** Opening Records for this exercise block **
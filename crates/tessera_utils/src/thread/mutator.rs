use std::sync::{Arc, Mutex, MutexGuard, PoisonError};

/// Shared, lockable value. A poisoned lock hands out the inner value anyway.
#[derive(Debug)]
pub struct Mutator<T> {
  data: Arc<Mutex<T>>,
}

impl<T> Mutator<T> {
  pub fn new(data: T) -> Self {
    Mutator {
      data: Arc::new(Mutex::new(data)),
    }
  }

  pub fn set(&self, data: T) {
    *self.get() = data;
  }

  pub fn get(&self) -> MutexGuard<'_, T> {
    self.data.lock().unwrap_or_else(PoisonError::into_inner)
  }

  pub fn inner_clone(mutator: &Mutator<T>) -> Mutator<T> {
    Mutator {
      data: Arc::clone(&mutator.data),
    }
  }
}

impl<T> Clone for Mutator<T> {
  fn clone(&self) -> Self {
    Mutator::inner_clone(self)
  }
}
** Closing Records for this exercise block **
**What the task asks:**
Every entry above should be returned exactly as written.

**Output:**
filename crates/tessera_utils/src/thread/mutator.rs
use std::sync::{Arc, Mutex, MutexGuard, PoisonError};

/// Shared, lockable value. A poisoned lock hands out the inner value anyway.
#[derive(Debug)]
pub struct Mutator<T> {
  data: Arc<Mutex<T>>,
}

impl<T> Mutator<T> {
  pub fn new(data: T) -> Self {
    Mutator {
      data: Arc::new(Mutex::new(data)),
    }
  }

  pub fn set(&self, data: T) {
    *self.get() = data;
  }

  pub fn get(&self) -> MutexGuard<'_, T> {
    self.data.lock().unwrap_or_else(PoisonError::into_inner)
  }

  pub fn inner_clone(mutator: &Mutator<T>) -> Mutator<T> {
    Mutator {
      data: Arc::clone(&mutator.data),
    }
  }
}

impl<T> Clone for Mutator<T> {
  fn clone(&self) -> Self {
    Mutator::inner_clone(self)
  }
}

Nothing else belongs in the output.